Largest Divisible Subset

You are given an array of positive integers. Your task is to find the size of the largest subset of the array such that for every pair of numbers \(x\) and \(y\) in the subset (with \(x \le y\)), \(y\) is divisible by \(x\). In other words, for every two numbers \(x\) and \(y\) in the subset, the condition \(y \mod x = 0\) must hold.

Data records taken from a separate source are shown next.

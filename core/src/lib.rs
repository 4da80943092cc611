//! Handlebars template rendering with embedded expressions and user-defined
//! functions.
//!
//! - [`api`]: the engine, its options and errors
//! - [`registry`]: compilation of user function definitions
//! - [`parser`] and [`evaluator`]: the embedded expression language
//! - [`stdlib`]: the fixed standard library visible to expressions
//! - [`helpers`]: the template helpers registered for every compile call

pub mod api;
pub mod evaluator;
pub mod helpers;
pub mod parser;
pub mod registry;
pub mod stdlib;
pub mod values;

pub use api::{Diagnostic, Engine, EngineOptions, Error, RenderOutput, Severity, compile, format_json};
pub use registry::UserFunction;
//! Template helpers registered into every per-call Handlebars registry.
//!
//! - [`ExprHelper`]: `{{#expr}} source {{/expr}}` and `{{expr "source"}}`
//! - [`FunctionHelper`]: `{{ name a b }}` for each user function
//! - [`ToJsonHelper`]: `{{ toJson value }}`
//!
//! Helpers never fail the render because of user code: failures are turned
//! into inline markers.

mod bridge;
mod expr;
mod to_json;

pub use bridge::FunctionHelper;
pub use expr::ExprHelper;
pub use to_json::ToJsonHelper;

use handlebars::Output;

/// Collects rendered output into a string.
#[derive(Default)]
pub(crate) struct StringWriter(pub String);

impl Output for StringWriter {
    fn write(&mut self, seg: &str) -> Result<(), std::io::Error> {
        self.0.push_str(seg);
        Ok(())
    }
}

/// Escape a value for embedding inside a JSON string literal.
pub fn escape_json(data: &str) -> String {
    let quoted = serde_json::Value::String(data.to_string()).to_string();
    quoted[1..quoted.len() - 1].to_string()
}

#[cfg(test)]
mod tests {
    use super::*;

    #[test]
    fn test_escape_json() {
        assert_eq!(escape_json("plain"), "plain");
        assert_eq!(escape_json("say \"hi\"\n"), "say \\\"hi\\\"\\n");
        assert_eq!(escape_json("<tag>"), "<tag>");
    }
}
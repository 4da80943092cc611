use std::sync::Arc;

use handlebars::{Context, Handlebars, Helper, HelperDef, RenderContext, RenderError, ScopedJson};
use serde_json::Value as Json;

use crate::api::ExecutionOptions;
use crate::evaluator::Interpreter;
use crate::registry::CompiledFunction;
use crate::values::{Function, from_json, to_template_json};

/// Exposes a user function as a helper: `{{ name arg1 arg2 }}`.
///
/// Positional parameters become the arguments; hash parameters are ignored.
pub struct FunctionHelper<'a> {
    function: Arc<CompiledFunction>,
    options: &'a ExecutionOptions,
}

impl<'a> FunctionHelper<'a> {
    pub fn new(function: Arc<CompiledFunction>, options: &'a ExecutionOptions) -> Self {
        Self { function, options }
    }

    /// Call the function, rendering a failure as `[Error in name: message]`.
    pub fn invoke(&self, args: &[Json]) -> Json {
        let args: Vec<_> = args.iter().map(from_json).collect();
        let mut interpreter = Interpreter::new(self.options);
        let result = interpreter
            .call_function(&Function::User(self.function.clone()), &args)
            .and_then(|value| to_template_json(&value));
        match result {
            Ok(json) => json,
            Err(err) => {
                tracing::debug!(function = %self.function.name, error = %err, "Helper failed");
                Json::String(format!("[Error in {}: {}]", self.function.name, err))
            }
        }
    }
}

impl HelperDef for FunctionHelper<'_> {
    fn call_inner<'reg: 'rc, 'rc>(
        &self,
        h: &Helper<'reg, 'rc>,
        _: &'reg Handlebars<'reg>,
        _: &'rc Context,
        _: &mut RenderContext<'reg, 'rc>,
    ) -> Result<ScopedJson<'reg, 'rc>, RenderError> {
        let args: Vec<Json> = h.params().iter().map(|p| p.value().clone()).collect();
        Ok(ScopedJson::Derived(self.invoke(&args)))
    }
}
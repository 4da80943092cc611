use handlebars::{
    Context, Handlebars, Helper, HelperDef, JsonRender, RenderContext, RenderError, Renderable,
    ScopedJson,
};

use crate::api::ExpressionEvaluator;
use crate::helpers::StringWriter;

/// Evaluates an embedded expression at the current render position.
///
/// In block form the rendered block content is the source, so the source
/// may itself interpolate values: `{{#expr}} {{price}} * 2 {{/expr}}`.
pub struct ExprHelper<'a> {
    evaluator: ExpressionEvaluator<'a>,
}

impl<'a> ExprHelper<'a> {
    pub fn new(evaluator: ExpressionEvaluator<'a>) -> Self {
        Self { evaluator }
    }
}

impl HelperDef for ExprHelper<'_> {
    fn call_inner<'reg: 'rc, 'rc>(
        &self,
        h: &Helper<'reg, 'rc>,
        r: &'reg Handlebars<'reg>,
        ctx: &'rc Context,
        rc: &mut RenderContext<'reg, 'rc>,
    ) -> Result<ScopedJson<'reg, 'rc>, RenderError> {
        let source = match h.template() {
            Some(template) => {
                let mut out = StringWriter::default();
                template.render(r, ctx, rc, &mut out)?;
                out.0
            }
            None => h.param(0).map(|p| p.value().render()).unwrap_or_default(),
        };
        let scope = rc.evaluate(ctx, "this")?.as_json().clone();

        let result = self.evaluator.render(&source, ctx.data(), &scope);
        Ok(ScopedJson::Derived(result))
    }
}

A typical approach is to sort the array and use dynamic programming to compute the largest valid subset ending at each element. Note that if the array is empty, the result should be 0.

Mathematical Formulation:
Given an array \(A\) sorted in non-decreasing order, find the maximum \(k\) such that there exists indices \(i_1, i_2, \dots, i_k\) with \(A[i_j] \mid A[i_{j+1}]\) for all \(1 \le j < k\).

inputFormat

The input is read from standard input (stdin) and consists of two lines:

1. The first line contains a single integer \(N\), representing the number of elements in the array.
2. The second line contains \(N\) space-separated positive integers, the elements of the array. If \(N = 0\), the second line will be empty.

outputFormat

Output a single integer to standard output (stdout), which is the size of the largest divisible subset.

## sample

3
1 3 6

3

</p>